• **WORK INSTRUCTION**
Output the entries below without any alteration.

• **DATA FOR THE TASK**
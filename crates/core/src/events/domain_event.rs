//! Domain event types.

use rust_decimal::Decimal;
use serde::{Deserialize, Serialize};

use crate::ledger::{TradeOutcome, TradeType};

/// Domain events emitted by core services after successful mutations.
///
/// These events represent facts about ledger changes. Runtime adapters
/// translate them into realtime pushes, cache invalidation, etc.
#[derive(Clone, Debug, PartialEq, Serialize, Deserialize)]
#[serde(tag = "type", rename_all = "snake_case")]
pub enum DomainEvent {
    /// A trade was recorded and the holding updated in the same unit.
    TradeApplied {
        user_id: String,
        symbol: String,
        trade_type: TradeType,
        transaction_id: String,
        quantity: Decimal,
        price: Decimal,
        /// Quantity held after the trade; zero when the position was closed
        holding_quantity: Decimal,
        /// None when the position was closed
        average_cost: Option<Decimal>,
    },

    /// New symbols were added to the catalog.
    AssetsCreated { symbols: Vec<String> },

    /// A transaction row was corrected in place. Holdings were not re-derived.
    TransactionCorrected {
        user_id: String,
        symbol: String,
        transaction_id: String,
    },

    /// A transaction row was removed. Holdings were not re-derived.
    TransactionDeleted {
        user_id: String,
        symbol: String,
        transaction_id: String,
    },
}

impl DomainEvent {
    /// Creates a TradeApplied event from a committed trade.
    pub fn trade_applied(outcome: &TradeOutcome) -> Self {
        let tx = &outcome.transaction;
        Self::TradeApplied {
            user_id: tx.user_id.clone(),
            symbol: tx.symbol.clone(),
            trade_type: tx.trade_type,
            transaction_id: tx.id.clone(),
            quantity: tx.quantity,
            price: tx.price,
            holding_quantity: outcome
                .holding
                .as_ref()
                .map(|h| h.quantity)
                .unwrap_or(Decimal::ZERO),
            average_cost: outcome.holding.as_ref().map(|h| h.average_cost),
        }
    }

    /// Creates an AssetsCreated event.
    pub fn assets_created(symbols: Vec<String>) -> Self {
        Self::AssetsCreated { symbols }
    }

    pub fn transaction_corrected(user_id: String, symbol: String, transaction_id: String) -> Self {
        Self::TransactionCorrected {
            user_id,
            symbol,
            transaction_id,
        }
    }

    pub fn transaction_deleted(user_id: String, symbol: String, transaction_id: String) -> Self {
        Self::TransactionDeleted {
            user_id,
            symbol,
            transaction_id,
        }
    }

    /// Owner of the affected ledger, if the event is user scoped.
    pub fn user_id(&self) -> Option<&str> {
        match self {
            Self::TradeApplied { user_id, .. }
            | Self::TransactionCorrected { user_id, .. }
            | Self::TransactionDeleted { user_id, .. } => Some(user_id),
            Self::AssetsCreated { .. } => None,
        }
    }
}

#[cfg(test)]
mod tests {
    use super::*;
    use rust_decimal_macros::dec;

    #[test]
    fn test_domain_event_serialization() {
        let event = DomainEvent::TradeApplied {
            user_id: "u1".to_string(),
            symbol: "AAPL".to_string(),
            trade_type: TradeType::Buy,
            transaction_id: "tx1".to_string(),
            quantity: dec!(10),
            price: dec!(150),
            holding_quantity: dec!(10),
            average_cost: Some(dec!(150)),
        };

        let json = serde_json::to_string(&event).unwrap();
        assert!(json.contains("\"type\":\"trade_applied\""));
        assert!(json.contains("\"trade_type\":\"BUY\""));

        let deserialized: DomainEvent = serde_json::from_str(&json).unwrap();
        assert_eq!(deserialized, event);
        assert_eq!(deserialized.user_id(), Some("u1"));
    }

    #[test]
    fn test_assets_created_has_no_user() {
        let event = DomainEvent::assets_created(vec!["MSFT".to_string()]);
        assert_eq!(event.user_id(), None);
    }
}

• **OUTPUT FOR THIS EXERCISE**
filename crates/core/src/events/domain_event.rs
//! Domain event types.

use rust_decimal::Decimal;
use serde::{Deserialize, Serialize};

use crate::ledger::{TradeOutcome, TradeType};

/// Domain events emitted by core services after successful mutations.
///
/// These events represent facts about ledger changes. Runtime adapters
/// translate them into realtime pushes, cache invalidation, etc.
#[derive(Clone, Debug, PartialEq, Serialize, Deserialize)]
#[serde(tag = "type", rename_all = "snake_case")]
pub enum DomainEvent {
    /// A trade was recorded and the holding updated in the same unit.
    TradeApplied {
        user_id: String,
        symbol: String,
        trade_type: TradeType,
        transaction_id: String,
        quantity: Decimal,
        price: Decimal,
        /// Quantity held after the trade; zero when the position was closed
        holding_quantity: Decimal,
        /// None when the position was closed
        average_cost: Option<Decimal>,
    },

    /// New symbols were added to the catalog.
    AssetsCreated { symbols: Vec<String> },

    /// A transaction row was corrected in place. Holdings were not re-derived.
    TransactionCorrected {
        user_id: String,
        symbol: String,
        transaction_id: String,
    },

    /// A transaction row was removed. Holdings were not re-derived.
    TransactionDeleted {
        user_id: String,
        symbol: String,
        transaction_id: String,
    },
}

impl DomainEvent {
    /// Creates a TradeApplied event from a committed trade.
    pub fn trade_applied(outcome: &TradeOutcome) -> Self {
        let tx = &outcome.transaction;
        Self::TradeApplied {
            user_id: tx.user_id.clone(),
            symbol: tx.symbol.clone(),
            trade_type: tx.trade_type,
            transaction_id: tx.id.clone(),
            quantity: tx.quantity,
            price: tx.price,
            holding_quantity: outcome
                .holding
                .as_ref()
                .map(|h| h.quantity)
                .unwrap_or(Decimal::ZERO),
            average_cost: outcome.holding.as_ref().map(|h| h.average_cost),
        }
    }

    /// Creates an AssetsCreated event.
    pub fn assets_created(symbols: Vec<String>) -> Self {
        Self::AssetsCreated { symbols }
    }

    pub fn transaction_corrected(user_id: String, symbol: String, transaction_id: String) -> Self {
        Self::TransactionCorrected {
            user_id,
            symbol,
            transaction_id,
        }
    }

    pub fn transaction_deleted(user_id: String, symbol: String, transaction_id: String) -> Self {
        Self::TransactionDeleted {
            user_id,
            symbol,
            transaction_id,
        }
    }

    /// Owner of the affected ledger, if the event is user scoped.
    pub fn user_id(&self) -> Option<&str> {
        match self {
            Self::TradeApplied { user_id, .. }
            | Self::TransactionCorrected { user_id, .. }
            | Self::TransactionDeleted { user_id, .. } => Some(user_id),
            Self::AssetsCreated { .. } => None,
        }
    }
}

#[cfg(test)]
mod tests {
    use super::*;
    use rust_decimal_macros::dec;

    #[test]
    fn test_domain_event_serialization() {
        let event = DomainEvent::TradeApplied {
            user_id: "u1".to_string(),
            symbol: "AAPL".to_string(),
            trade_type: TradeType::Buy,
            transaction_id: "tx1".to_string(),
            quantity: dec!(10),
            price: dec!(150),
            holding_quantity: dec!(10),
            average_cost: Some(dec!(150)),
        };

        let json = serde_json::to_string(&event).unwrap();
        assert!(json.contains("\"type\":\"trade_applied\""));
        assert!(json.contains("\"trade_type\":\"BUY\""));

        let deserialized: DomainEvent = serde_json::from_str(&json).unwrap();
        assert_eq!(deserialized, event);
        assert_eq!(deserialized.user_id(), Some("u1"));
    }

    #[test]
    fn test_assets_created_has_no_user() {
        let event = DomainEvent::assets_created(vec!["MSFT".to_string()]);
        assert_eq!(event.user_id(), None);
    }
}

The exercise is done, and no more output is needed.